-------- INPUT MATERIAL

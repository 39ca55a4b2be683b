// ==============================================================================
// Typed multicast events
// ==============================================================================
//
// Listener lifetimes are tied to the `Subscription` handle returned by `add`:
// dropping the handle unregisters the listener (a generation-counted registry,
// replacing the weak-method tracking of listener-owner lifetimes). A listener
// may carry a filter predicate that is evaluated per notification. A
// panicking listener is captured and logged; the remaining listeners still
// run. Listener ordering is unspecified.

use std::panic::{catch_unwind, AssertUnwindSafe};
use std::sync::atomic::{AtomicU64, Ordering};
use std::sync::{Arc, Weak};

use parking_lot::Mutex;

type Callback<T, R> = Arc<dyn Fn(&T) -> R + Send + Sync>;
type Filter<T> = Arc<dyn Fn(&T) -> bool + Send + Sync>;

struct ListenerEntry<T, R> {
    id: u64,
    callback: Callback<T, R>,
    filter: Option<Filter<T>>,
}

struct EventInner<T, R> {
    listeners: Mutex<Vec<ListenerEntry<T, R>>>,
    next_id: AtomicU64,
}

/// A captured listener panic.
#[derive(Debug, Clone, thiserror::Error)]
#[error("event listener panicked: {0}")]
pub struct ListenerError(pub String);

pub struct Event<T, R = ()> {
    inner: Arc<EventInner<T, R>>,
}

impl<T, R> Default for Event<T, R> {
    fn default() -> Self {
        Self {
            inner: Arc::new(EventInner {
                listeners: Mutex::new(Vec::new()),
                next_id: AtomicU64::new(0),
            }),
        }
    }
}

impl<T, R> Clone for Event<T, R> {
    fn clone(&self) -> Self {
        Self {
            inner: self.inner.clone(),
        }
    }
}

impl<T: 'static, R: 'static> Event<T, R> {
    pub fn new() -> Self {
        Self::default()
    }

    pub fn add(&self, callback: impl Fn(&T) -> R + Send + Sync + 'static) -> Subscription {
        self.add_entry(Arc::new(callback), None)
    }

    /// Register a listener invoked only for notifications passing `filter`.
    pub fn add_filtered(
        &self,
        filter: impl Fn(&T) -> bool + Send + Sync + 'static,
        callback: impl Fn(&T) -> R + Send + Sync + 'static,
    ) -> Subscription {
        self.add_entry(Arc::new(callback), Some(Arc::new(filter)))
    }

    fn add_entry(&self, callback: Callback<T, R>, filter: Option<Filter<T>>) -> Subscription {
        let id = self.inner.next_id.fetch_add(1, Ordering::Relaxed);
        self.inner.listeners.lock().push(ListenerEntry {
            id,
            callback,
            filter,
        });
        let inner = Arc::downgrade(&self.inner);
        Subscription {
            remove: Box::new(move || {
                if let Some(inner) = Weak::upgrade(&inner) {
                    inner.listeners.lock().retain(|e| e.id != id);
                }
            }),
        }
    }

    pub fn listener_count(&self) -> usize {
        self.inner.listeners.lock().len()
    }

    /// Snapshot the live listeners applicable to `arg`.
    fn snapshot(&self, arg: &T) -> Vec<Callback<T, R>> {
        self.inner
            .listeners
            .lock()
            .iter()
            .filter(|e| e.filter.as_ref().is_none_or(|f| f(arg)))
            .map(|e| e.callback.clone())
            .collect()
    }

    /// Invoke all listeners, collecting each result or captured panic.
    pub fn emit(&self, arg: &T) -> Vec<Result<R, ListenerError>> {
        self.iter(arg).collect()
    }

    /// Lazily streamed variant of `emit`.
    pub fn iter<'a>(&self, arg: &'a T) -> impl Iterator<Item = Result<R, ListenerError>> + 'a
    where
        T: 'a,
    {
        self.snapshot(arg).into_iter().map(move |callback| {
            catch_unwind(AssertUnwindSafe(|| callback(arg))).map_err(|payload| {
                let msg = panic_message(&payload);
                log::error!("event listener panicked: {msg}");
                ListenerError(msg)
            })
        })
    }
}

fn panic_message(payload: &(dyn std::any::Any + Send)) -> String {
    if let Some(s) = payload.downcast_ref::<&str>() {
        (*s).to_string()
    } else if let Some(s) = payload.downcast_ref::<String>() {
        s.clone()
    } else {
        "unknown panic".to_string()
    }
}

/// Handle returned by `Event::add`; dropping it unregisters the listener.
pub struct Subscription {
    remove: Box<dyn FnOnce() + Send>,
}

impl Subscription {
    /// Keep the listener registered for the lifetime of the event itself.
    pub fn detach(self) {
        std::mem::forget(self);
    }
}

impl Drop for Subscription {
    fn drop(&mut self) {
        let remove = std::mem::replace(&mut self.remove, Box::new(|| {}));
        remove();
    }
}

#[cfg(test)]
mod tests {
    use super::*;
    use std::sync::atomic::AtomicUsize;

    #[test]
    fn listeners_receive_emissions() {
        let event: Event<u32> = Event::new();
        let hits = Arc::new(AtomicUsize::new(0));
        let h = hits.clone();
        let _sub = event.add(move |v| {
            h.fetch_add(*v as usize, Ordering::SeqCst);
        });
        event.emit(&2);
        event.emit(&3);
        assert_eq!(hits.load(Ordering::SeqCst), 5);
    }

    #[test]
    fn dropping_subscription_unregisters() {
        let event: Event<u32> = Event::new();
        let hits = Arc::new(AtomicUsize::new(0));
        let h = hits.clone();
        let sub = event.add(move |_| {
            h.fetch_add(1, Ordering::SeqCst);
        });
        event.emit(&0);
        drop(sub);
        event.emit(&0);
        assert_eq!(hits.load(Ordering::SeqCst), 1);
        assert_eq!(event.listener_count(), 0);
    }

    #[test]
    fn filter_gates_notifications() {
        let event: Event<u32> = Event::new();
        let hits = Arc::new(AtomicUsize::new(0));
        let h = hits.clone();
        let _sub = event.add_filtered(
            |v| *v % 2 == 0,
            move |_| {
                h.fetch_add(1, Ordering::SeqCst);
            },
        );
        event.emit(&1);
        event.emit(&2);
        assert_eq!(hits.load(Ordering::SeqCst), 1);
    }

    #[test]
    fn panicking_listener_does_not_stop_others() {
        let event: Event<u32> = Event::new();
        let hits = Arc::new(AtomicUsize::new(0));
        let h = hits.clone();
        let _a = event.add(|_| panic!("boom"));
        let _b = event.add(move |_| {
            h.fetch_add(1, Ordering::SeqCst);
        });
        let results = event.emit(&0);
        assert_eq!(results.len(), 2);
        assert_eq!(results.iter().filter(|r| r.is_err()).count(), 1);
        assert_eq!(hits.load(Ordering::SeqCst), 1);
    }

    #[test]
    fn collecting_returns_listener_results() {
        let event: Event<u32, u32> = Event::new();
        let _a = event.add(|v| v + 1);
        let _b = event.add(|v| v * 2);
        let mut results: Vec<u32> = event.emit(&10).into_iter().map(|r| r.unwrap()).collect();
        results.sort_unstable();
        assert_eq!(results, vec![11, 20]);
    }
}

----------------

▸ **TASK TO CARRY OUT**
Please filter the entries for the word "returned" and copy the lines that have it.

▸ **RESPONSE TO THE TASK**
// Listener lifetimes are tied to the `Subscription` handle returned by `add`:
/// Handle returned by `Event::add`; dropping it unregisters the listener.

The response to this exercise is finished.